• _Instructions for the task_
Within the records, which lines hold the string "load"? Report each one by copying it.
_____
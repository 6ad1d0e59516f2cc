//! Token and signal extraction shared by learning and suggestion.

use std::sync::LazyLock;

use regex::Regex;

static WORD: LazyLock<Regex> = LazyLock::new(|| Regex::new(r"\b\w+\b").unwrap());
static DIGITS: LazyLock<Regex> = LazyLock::new(|| Regex::new(r"\d+").unwrap());

/// Structural markers: (signal name, pattern). Matched on the raw text.
static FORMAT_MARKERS: LazyLock<Vec<(&'static str, Regex)>> = LazyLock::new(|| {
    [
        ("has_date_format", r"\d{1,2}/\d{1,2}/\d{4}"),
        ("has_cpf_format", r"\d{3}\.\d{3}\.\d{3}-\d{2}"),
        ("has_rg_format", r"\d{1,2}\.\d{3}\.\d{3}-\d{1,2}"),
        ("has_cnpj_format", r"\d{2}\.\d{3}\.\d{3}/\d{4}-\d{2}"),
        ("has_money_format", r"R\$\s*\d+[,.]?\d*"),
        ("has_cep_format", r"\d{5}-?\d{3}"),
    ]
    .into_iter()
    .map(|(name, pattern)| (name, Regex::new(pattern).unwrap()))
    .collect()
});

/// Category-specific keywords looked up in content.
const LEARNING_KEYWORDS: &[(&str, &[&str])] = &[
    ("rg", &["registro geral", "carteira de identidade", "rg nº", "identidade", "documento de identidade"]),
    ("cpf", &["cadastro de pessoa física", "cpf", "receita federal", "contribuinte"]),
    ("cnh", &["carteira nacional", "habilitação", "detran", "condutor", "permissão para dirigir"]),
    ("certidao_nascimento", &["certidão de nascimento", "nascimento", "cartório", "registro civil"]),
    ("certidao_casamento", &["certidão de casamento", "casamento", "matrimônio", "união"]),
    ("certidao_obito", &["certidão de óbito", "óbito", "falecimento", "morte"]),
    ("holerite", &["contracheque", "holerite", "salário", "remuneração", "folha de pagamento"]),
    ("conta_luz", &["conta de luz", "energia elétrica", "kwh", "cemig", "cpfl", "eletropaulo"]),
    ("conta_agua", &["conta de água", "saneamento", "sabesp", "copasa", "águas"]),
    ("conta_gas", &["conta de gás", "gás natural", "comgás"]),
    ("extrato_bancario", &["extrato", "banco", "saldo", "movimentação", "conta corrente"]),
    ("comprovante_residencia", &["comprovante de residência", "endereço", "residência"]),
    ("comprovante_renda", &["comprovante de renda", "declaração de renda", "rendimentos"]),
    ("diploma", &["diploma", "graduação", "conclusão de curso", "formatura"]),
    ("historico_escolar", &["histórico escolar", "boletim", "notas", "disciplinas"]),
    ("atestado_medico", &["atestado médico", "atestado", "médico", "cid"]),
    ("laudo_medico", &["laudo médico", "laudo", "exame", "diagnóstico"]),
    ("nota_fiscal", &["nota fiscal", "nf-e", "cupom fiscal", "danfe"]),
    ("recibo", &["recibo", "comprovante de pagamento", "quitação"]),
    ("procuracao", &["procuração", "mandato", "representação legal"]),
    ("contrato_aluguel", &["contrato de aluguel", "locação", "inquilino", "locador"]),
    ("carta", &["carta", "correspondência", "missiva", "letter", "comunicação"]),
    ("bulletin_salaire", &["bulletin de salaire", "bulletin de paie", "salaire brut", "net à payer", "cotisations"]),
];

/// Filename tokens: lowercase words longer than two characters, the
/// extension included, then a `num_<len>_digits` marker per run of three
/// or more digits. Repeats are kept; each one counts on its own.
pub fn filename_tokens(filename: &str) -> Vec<String> {
    let lower = filename.to_lowercase();

    let words = WORD
        .find_iter(&lower)
        .map(|m| m.as_str())
        .filter(|w| w.chars().count() > 2)
        .map(str::to_string);
    let numbers = DIGITS
        .find_iter(filename)
        .map(|m| m.as_str().len())
        .filter(|len| *len >= 3)
        .map(|len| format!("num_{len}_digits"));

    words.chain(numbers).collect()
}

/// Content signals for one category: its keyword hits, then the
/// structural markers present in the text.
pub fn content_signals(text: &str, category: &str) -> Vec<String> {
    if text.trim().is_empty() {
        return Vec::new();
    }
    let lower = text.to_lowercase();

    let keywords = LEARNING_KEYWORDS
        .iter()
        .find(|(c, _)| *c == category)
        .map(|(_, kws)| *kws)
        .unwrap_or(&[])
        .iter()
        .filter(|kw| lower.contains(*kw))
        .map(|kw| kw.to_string());
    let markers = FORMAT_MARKERS
        .iter()
        .filter(|(_, re)| re.is_match(text))
        .map(|(name, _)| name.to_string());

    keywords.chain(markers).collect()
}
//! Content-addressed memo of extracted text.
//!
//! Keyed by the SHA-256 of the file bytes, so identical content under
//! different names shares one entry. Entries older than the TTL are never
//! returned; they are dropped lazily on the next `store`. After every
//! `store` the map holds at most `max_entries` entries.
//!
//! One mutex guards the whole map. Hashing and extraction run outside it.

use std::collections::HashMap;
use std::path::Path;
use std::sync::atomic::{AtomicU64, Ordering};
use std::sync::{Mutex, MutexGuard};
use std::time::{Duration, Instant};

use serde::Serialize;

use super::hash::{compute_content_hash, content_hash};
use super::TextExtractor;
use crate::config::ClassifierConfig;

pub const DEFAULT_TTL: Duration = Duration::from_secs(3600);
pub const DEFAULT_MAX_ENTRIES: usize = 100;

#[derive(Debug, Clone)]
struct CacheEntry {
    text: String,
    created_at: Instant,
    /// Insertion order, breaks timestamp ties during eviction.
    seq: u64,
}

/// Counters exposed for diagnostics and tests.
#[derive(Debug, Clone, Copy, PartialEq, Eq, Serialize)]
pub struct CacheStats {
    pub entries: usize,
    pub hits: u64,
    pub misses: u64,
}

pub struct ExtractionCache {
    entries: Mutex<HashMap<String, CacheEntry>>,
    ttl: Duration,
    max_entries: usize,
    next_seq: AtomicU64,
    hits: AtomicU64,
    misses: AtomicU64,
}

impl Default for ExtractionCache {
    fn default() -> Self {
        Self::new(DEFAULT_TTL, DEFAULT_MAX_ENTRIES)
    }
}

impl ExtractionCache {
    pub fn new(ttl: Duration, max_entries: usize) -> Self {
        Self {
            entries: Mutex::new(HashMap::new()),
            ttl,
            max_entries,
            next_seq: AtomicU64::new(0),
            hits: AtomicU64::new(0),
            misses: AtomicU64::new(0),
        }
    }

    pub fn from_config(config: &ClassifierConfig) -> Self {
        Self::new(config.cache_ttl(), config.cache_max_entries)
    }

    /// Cached text for the file's content, if present and fresh.
    /// An unreadable file is a miss.
    pub fn lookup(&self, path: &Path) -> Option<String> {
        let key = compute_content_hash(path).ok()?;
        self.lookup_key(&key)
    }

    /// Cache text under the file's content hash.
    pub fn store(&self, path: &Path, text: &str) {
        match compute_content_hash(path) {
            Ok(key) => self.store_key(key, text),
            Err(e) => {
                tracing::warn!(path = %path.display(), error = %e, "Cannot hash file, not caching");
            }
        }
    }

    /// Cached text for raw bytes already in memory.
    pub fn lookup_bytes(&self, bytes: &[u8]) -> Option<String> {
        self.lookup_key(&content_hash(bytes))
    }

    pub fn store_bytes(&self, bytes: &[u8], text: &str) {
        self.store_key(content_hash(bytes), text);
    }

    /// Cached text or a fresh extraction. Extraction failures degrade to
    /// empty text and are not cached.
    pub fn lookup_or_extract(&self, path: &Path, extractor: &dyn TextExtractor) -> String {
        let key = match compute_content_hash(path) {
            Ok(key) => Some(key),
            Err(e) => {
                tracing::warn!(path = %path.display(), error = %e, "Cannot hash file, extracting uncached");
                None
            }
        };

        if let Some(text) = key.as_deref().and_then(|k| self.lookup_key(k)) {
            tracing::debug!(path = %path.display(), "Extraction cache hit");
            return text;
        }

        match extractor.extract(path) {
            Ok(text) => {
                if let Some(key) = key {
                    self.store_key(key, &text);
                }
                text
            }
            Err(e) => {
                tracing::warn!(path = %path.display(), error = %e, "Extraction failed, using empty text");
                String::new()
            }
        }
    }

    pub fn len(&self) -> usize {
        self.lock().map(|map| map.len()).unwrap_or(0)
    }

    pub fn is_empty(&self) -> bool {
        self.len() == 0
    }

    pub fn stats(&self) -> CacheStats {
        CacheStats {
            entries: self.len(),
            hits: self.hits.load(Ordering::Relaxed),
            misses: self.misses.load(Ordering::Relaxed),
        }
    }

    fn lookup_key(&self, key: &str) -> Option<String> {
        let found = self.lock().and_then(|map| {
            map.get(key)
                .filter(|entry| entry.created_at.elapsed() <= self.ttl)
                .map(|entry| entry.text.clone())
        });
        match found {
            Some(_) => self.hits.fetch_add(1, Ordering::Relaxed),
            None => self.misses.fetch_add(1, Ordering::Relaxed),
        };
        found
    }

    fn store_key(&self, key: String, text: &str) {
        let seq = self.next_seq.fetch_add(1, Ordering::Relaxed);
        let Some(mut map) = self.lock() else {
            return;
        };
        map.insert(
            key,
            CacheEntry {
                text: text.to_string(),
                created_at: Instant::now(),
                seq,
            },
        );
        self.evict(&mut map);
    }

    /// Drop expired entries, then the oldest until within capacity.
    fn evict(&self, map: &mut HashMap<String, CacheEntry>) {
        let before = map.len();
        map.retain(|_, entry| entry.created_at.elapsed() <= self.ttl);

        if map.len() > self.max_entries {
            let excess = map.len() - self.max_entries;
            let mut by_age: Vec<(Instant, u64, String)> = map
                .iter()
                .map(|(k, e)| (e.created_at, e.seq, k.clone()))
                .collect();
            by_age.sort();
            for (_, _, key) in by_age.into_iter().take(excess) {
                map.remove(&key);
            }
        }

        let evicted = before - map.len();
        if evicted > 0 {
            tracing::debug!(evicted, remaining = map.len(), "Extraction cache evicted entries");
        }
    }

    fn lock(&self) -> Option<MutexGuard<'_, HashMap<String, CacheEntry>>> {
        match self.entries.lock() {
            Ok(guard) => Some(guard),
            Err(_) => {
                tracing::warn!("Extraction cache lock poisoned, bypassing cache");
                None
            }
        }
    }
}
impl DecisionArbitrator {
    pub fn new(store: Arc<PatternStore>, catalog: CategoryCatalog) -> Self {
        Self {
            rules: RuleMatcher::new(),
            store,
            catalog,
            remote: None,
            photo_detector: None,
            remote_floor: REMOTE_FLOOR,
            remote_cutoff: REMOTE_CUTOFF,
            photo_threshold: PEOPLE_PHOTO_THRESHOLD,
        }
    }

    pub fn with_remote(mut self, remote: Arc<dyn RemoteClassifier>) -> Self {
        self.remote = Some(remote);
        self
    }

    pub fn with_photo_detector(mut self, detector: Arc<dyn PeoplePhotoDetector>) -> Self {
        self.photo_detector = Some(detector);
        self
    }

    /// Take the remote band and photo threshold from `config`.
    pub fn with_config(mut self, config: &ClassifierConfig) -> Self {
        self.remote_floor = config.remote_floor;
        self.remote_cutoff = config.remote_cutoff;
        self.photo_threshold = config.photo_threshold;
        self
    }

    pub fn catalog(&self) -> &CategoryCatalog {
        &self.catalog
    }

    pub fn store(&self) -> &Arc<PatternStore> {
        &self.store
    }

    /// Full decision for one file: people-photo check, rules, learned
    /// suggestion, then arbitration.
    pub fn classify(&self, path: &Path, text: &str) -> ClassificationResult {
        let filename = path
            .file_name()
            .map(|n| n.to_string_lossy().into_owned())
            .unwrap_or_default();

        if let Some(score) = self.photo_detector.as_ref().and_then(|d| d.people_confidence(path)) {
            if score > self.photo_threshold {
                tracing::debug!(filename = %filename, score, "People photo detected");
                let result = self.result(PEOPLE_PHOTO_CATEGORY, Confidence::Score(score), DecisionMethod::PeoplePhoto, None);
                self.record(&filename, &result, text);
                return result;
            }
        }

        let rule = self.rules.evaluate(&filename, text);
        let learned = match self.store.suggest(&filename, text) {
            Ok(s) => s,
            Err(e) => {
                tracing::warn!(filename = %filename, error = %e, "Learned suggestion unavailable");
                None
            }
        };

        self.decide(&filename, text, &rule, learned.as_ref())
    }

    /// Arbitrate between an already computed rule verdict and learned
    /// suggestion. The verdict is recorded before it is returned.
    pub fn decide(
        &self,
        filename: &str,
        text: &str,
        rule: &RuleMatch,
        learned: Option<&LearnedSuggestion>,
    ) -> ClassificationResult {
        let validated = (rule.confidence * validation_factor(&rule.category, text)).min(VALIDATED_CONFIDENCE_CAP);

        let mut result = if is_fallback(&rule.category) {
            self.result(FALLBACK_CATEGORY, Confidence::NotApplicable, DecisionMethod::Fallback, None)
        } else if validated <= 0.0 {
            self.result(
                &rule.category,
                Confidence::Score(SPECIFIC_CATEGORY_FLOOR),
                DecisionMethod::RulesOnly,
                Some(rule.method.to_string()),
            )
        } else {
            match learned {
                Some(l) if l.category == rule.category && l.confidence > LEARNING_CONSENSUS_MIN => {
                    let combined = ((validated + l.confidence) / 2.0 + LEARNING_CONSENSUS_BONUS).min(LEARNING_CONSENSUS_CAP);
                    self.result(
                        &rule.category,
                        Confidence::Score(combined),
                        DecisionMethod::RulesLearningConsensus,
                        Some(format!("{} + {} learned patterns", rule.method, l.matched_patterns)),
                    )
                }
                _ => self.result(
                    &rule.category,
                    Confidence::Score(validated),
                    DecisionMethod::RulesOnly,
                    Some(rule.method.to_string()),
                ),
            }
        };

        if is_fallback(&result.category) {
            if let Some(l) = learned {
                if l.confidence > LEARNING_FALLBACK_MIN && !is_fallback(&l.category) {
                    result = self.result(
                        &l.category,
                        Confidence::Score(l.confidence),
                        DecisionMethod::LearningFallback,
                        Some(format!("{} learned patterns", l.matched_patterns)),
                    );
                }
            }
        } else if validated >= self.remote_floor && validated < self.remote_cutoff {
            if let Some(cross) = self.cross_validate(filename, text, &rule.category, validated) {
                result = cross;
            }
        }

        tracing::debug!(
            filename,
            category = %result.category,
            confidence = %result.confidence,
            method = %result.method,
            "Classification decided"
        );
        self.record(filename, &result, text);
        result
    }

    /// Consult the remote classifier. `None` keeps the local verdict.
    fn cross_validate(&self, filename: &str, text: &str, category: &str, validated: f64) -> Option<ClassificationResult> {
        let remote = self.remote.as_ref()?;
        let opinion = match remote.classify(filename, text, &self.catalog) {
            Ok(o) => o,
            Err(e) => {
                tracing::warn!(filename, error = %e, "Remote cross-validation failed");
                return None;
            }
        };
        if is_fallback(&opinion.category) || !self.catalog.contains(&opinion.category) {
            return None;
        }
        let details = Some(format!("remote: {} ({:.2})", opinion.category, opinion.confidence));

        if opinion.category == category {
            if validated >= REMOTE_AGREEMENT_MIN && opinion.confidence >= REMOTE_AGREEMENT_MIN {
                let combined = ((validated + opinion.confidence) / 2.0 + REMOTE_AGREEMENT_BONUS).min(REMOTE_AGREEMENT_CAP);
                return Some(self.result(category, Confidence::Score(combined), DecisionMethod::RulesRemoteConsensus, details));
            }
            return None;
        }

        if validated < REMOTE_DISAGREEMENT_MIN || opinion.confidence < REMOTE_DISAGREEMENT_MIN {
            return None;
        }

        let local_markers = specificity_markers(category, text);
        let remote_markers = specificity_markers(&opinion.category, text);
        let local = |method| self.result(category, Confidence::Score(validated), method, details.clone());
        let remote = |method| self.result(&opinion.category, Confidence::Score(opinion.confidence), method, details.clone());

        let chosen = if local_markers > remote_markers {
            local(DecisionMethod::RulesSpecificity)
        } else if remote_markers > local_markers {
            remote(DecisionMethod::RemoteSpecificity)
        } else if validated >= opinion.confidence {
            local(DecisionMethod::ConfidencePriority)
        } else {
            remote(DecisionMethod::ConfidencePriority)
        };
        Some(chosen)
    }

    fn result(
        &self,
        category: &str,
        confidence: Confidence,
        method: DecisionMethod,
        details: Option<String>,
    ) -> ClassificationResult {
        ClassificationResult {
            category: category.to_string(),
            category_name: self.catalog.display_name(category),
            confidence,
            method,
            details,
        }
    }

    fn record(&self, filename: &str, result: &ClassificationResult, text: &str) {
        if let Err(e) = self
            .store
            .record_outcome(filename, &result.category, result.confidence.as_f64(), text)
        {
            tracing::warn!(filename, error = %e, "Failed to record classification");
        }
    }
}

/// Photo detector returning a fixed score for every file.
pub struct MockPhotoDetector {
    score: Option<f64>,
}

impl MockPhotoDetector {
    pub fn new(score: Option<f64>) -> Self {
        Self { score }
    }
}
_____
• _Answer to this task_
            hits: self.hits.load(Ordering::Relaxed),
            misses: self.misses.load(Ordering::Relaxed),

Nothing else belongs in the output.